Now that we have factored out the job of repeating tasks we can rewrite our HelloTask as follows:

class HelloTask(beam.tasks.BasicTask):

 def __init__(self, timer):
   beam.tasks.BasicTask.__init__(self)
   self.timer = timer
   self.tasks = beam.RoutineTaskQueue()
 def on_execute(self):
   self.timer.get_publisher().monitor(self.tasks.get_slot(self.on_timer))
   self.timer.start()
   self.set_active()
 def on_cancel(self):
   self.tasks.push(self._on_cancel)
 def on_timer(self, result):
   print 'hello'
   if result == beam.threading.Timer.Result.EXPIRED:
     self.set_terminal()
   else:
     self.set_terminal(beam.tasks.Task.State.CANCELED)
 def _on_cancel(self):
   self.timer.cancel()

class HelloTaskFactory(beam.tasks.TaskFactory):

 def __init__(self, timer_factory):
   beam.tasks.TaskFactory.__init__(self)
   self.timer_factory = timer_factory
 def create(self):
   return HelloTask(self.timer_factory(datetime.timedelta(seconds = 1)))
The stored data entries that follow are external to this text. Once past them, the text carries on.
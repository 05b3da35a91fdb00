/*
 * mod.rs
 * Copyright (C) 2026 Chris Burdess
 *
 * This file is part of Mailsift, a filtered mailbox retrieval service.
 *
 * Mailsift is free software: you can redistribute it and/or modify
 * it under the terms of the GNU General Public License as published by
 * the Free Software Foundation, either version 3 of the License, or
 * (at your option) any later version.
 *
 * Mailsift is distributed in the hope that it will be useful,
 * but WITHOUT ANY WARRANTY; without even the implied warranty of
 * MERCHANTABILITY or FITNESS FOR A PARTICULAR PURPOSE.  See the
 * GNU General Public License for more details.
 *
 * You should have received a copy of the GNU General Public License
 * along with Mailsift.  If not, see <http://www.gnu.org/licenses/>.
 */

//! RFC 5322 header field helpers.

mod date_time;

pub use date_time::parse_rfc5322_date;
Finally once these two pieces are in place we can combine them as follows:

def main():

 # First build the HelloTaskFactory
 hello_factory = HelloTaskFactory(beam.threading.LiveTimer)
 # Pass the above factory into the RepetitionTaskFactory.
 # The result is a factory that composes a RepetitionTask with
 # a HelloTask.
 factory = RepetitionTaskFactory(hello_factory)
 factory.set(RepetitionTaskFactory.ITERATIONS, 5)
 # Now we can use the factory similarly to how we used it before.
 task = factory.create()
 task.execute()
 time.sleep(2)
 task.cancel()
 beam.tasks.wait(task)
 factory.prepare_continuation(task)
 factory.set(RepetitionTaskFactory.ITERATIONS, 7)
 task = factory.create()
 task.execute()
 beam.tasks.wait(task)

if __name__ == '__main__':

 main()

In actuality, we can take this decomposition one step further by factoring out from the HelloTask the responsibility of printing 'hello' with the responsibility of running a task after a specified period of time. If we so desired we would write a TimerTask/TimerTaskFactory and then our final composition would be along the lines of a RepetitionTaskFactory(TimerTaskFactory(HelloTaskFactory(), beam.threading.LiveTimer)).